→ **WHAT TO PRODUCE**:
Return all the entries below exactly as they were given.

[EXTRACTED ENTRIES]

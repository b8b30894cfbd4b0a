use serde::{Deserialize, Serialize};

use kade_core::{DomainError, DomainResult, Money, ProductId};

/// Order status lifecycle on the kitchen board:
/// `pending` → `in_progress` → `ready` → `completed`, or `cancelled`.
///
/// Orders always enter the backend as `Pending`; the kitchen moves them on.
#[derive(Debug, Clone, Copy, PartialEq, Eq, Hash, Serialize, Deserialize)]
#[serde(rename_all = "snake_case")]
pub enum OrderStatus {
    Pending,
    InProgress,
    Ready,
    Completed,
    Cancelled,
}

/// Order line: product, display name, price at the time of sale, quantity.
#[derive(Debug, Clone, PartialEq, Eq, Serialize, Deserialize)]
pub struct OrderLine {
    pub product_id: ProductId,
    pub name: String,
    pub unit_price: Money,
    pub quantity: u32,
}

impl OrderLine {
    pub fn new(product_id: ProductId, name: impl Into<String>, unit_price: Money, quantity: u32) -> Self {
        Self {
            product_id,
            name: name.into(),
            unit_price,
            quantity,
        }
    }

    /// `unit_price × quantity`.
    pub fn amount(&self) -> DomainResult<Money> {
        self.unit_price.times(self.quantity)
    }
}

/// Sum of line amounts.
pub fn order_total(lines: &[OrderLine]) -> DomainResult<Money> {
    let amounts = lines.iter().map(OrderLine::amount).collect::<DomainResult<Vec<_>>>()?;
    Money::sum(amounts)
}

/// Check that `lines` form a valid order whose total is `total`.
///
/// An order needs at least one line, every quantity must be at least 1 and
/// the recorded total must equal the line sum.
pub fn validate_lines(lines: &[OrderLine], total: Money) -> DomainResult<()> {
    if lines.is_empty() {
        return Err(DomainError::validation("order must contain at least one item"));
    }

    if let Some(line) = lines.iter().find(|l| l.quantity == 0) {
        return Err(DomainError::validation(format!(
            "quantity for '{}' must be at least 1",
            line.name
        )));
    }

    let computed = order_total(lines)?;
    if computed != total {
        return Err(DomainError::invariant(format!(
            "total {total} does not match item sum {computed}"
        )));
    }

    Ok(())
}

[/EXTRACTED ENTRIES]

→ **ANSWER BOX**:
repository b8b30894cfbd4b0a
use serde::{Deserialize, Serialize};

use kade_core::{DomainError, DomainResult, Money, ProductId};

/// Order status lifecycle on the kitchen board:
/// `pending` → `in_progress` → `ready` → `completed`, or `cancelled`.
///
/// Orders always enter the backend as `Pending`; the kitchen moves them on.
#[derive(Debug, Clone, Copy, PartialEq, Eq, Hash, Serialize, Deserialize)]
#[serde(rename_all = "snake_case")]
pub enum OrderStatus {
    Pending,
    InProgress,
    Ready,
    Completed,
    Cancelled,
}

/// Order line: product, display name, price at the time of sale, quantity.
#[derive(Debug, Clone, PartialEq, Eq, Serialize, Deserialize)]
pub struct OrderLine {
    pub product_id: ProductId,
    pub name: String,
    pub unit_price: Money,
    pub quantity: u32,
}

impl OrderLine {
    pub fn new(product_id: ProductId, name: impl Into<String>, unit_price: Money, quantity: u32) -> Self {
        Self {
            product_id,
            name: name.into(),
            unit_price,
            quantity,
        }
    }

    /// `unit_price × quantity`.
    pub fn amount(&self) -> DomainResult<Money> {
        self.unit_price.times(self.quantity)
    }
}

/// Sum of line amounts.
pub fn order_total(lines: &[OrderLine]) -> DomainResult<Money> {
    let amounts = lines.iter().map(OrderLine::amount).collect::<DomainResult<Vec<_>>>()?;
    Money::sum(amounts)
}

/// Check that `lines` form a valid order whose total is `total`.
///
/// An order needs at least one line, every quantity must be at least 1 and
/// the recorded total must equal the line sum.
pub fn validate_lines(lines: &[OrderLine], total: Money) -> DomainResult<()> {
    if lines.is_empty() {
        return Err(DomainError::validation("order must contain at least one item"));
    }

    if let Some(line) = lines.iter().find(|l| l.quantity == 0) {
        return Err(DomainError::validation(format!(
            "quantity for '{}' must be at least 1",
            line.name
        )));
    }

    let computed = order_total(lines)?;
    if computed != total {
        return Err(DomainError::invariant(format!(
            "total {total} does not match item sum {computed}"
        )));
    }

    Ok(())
}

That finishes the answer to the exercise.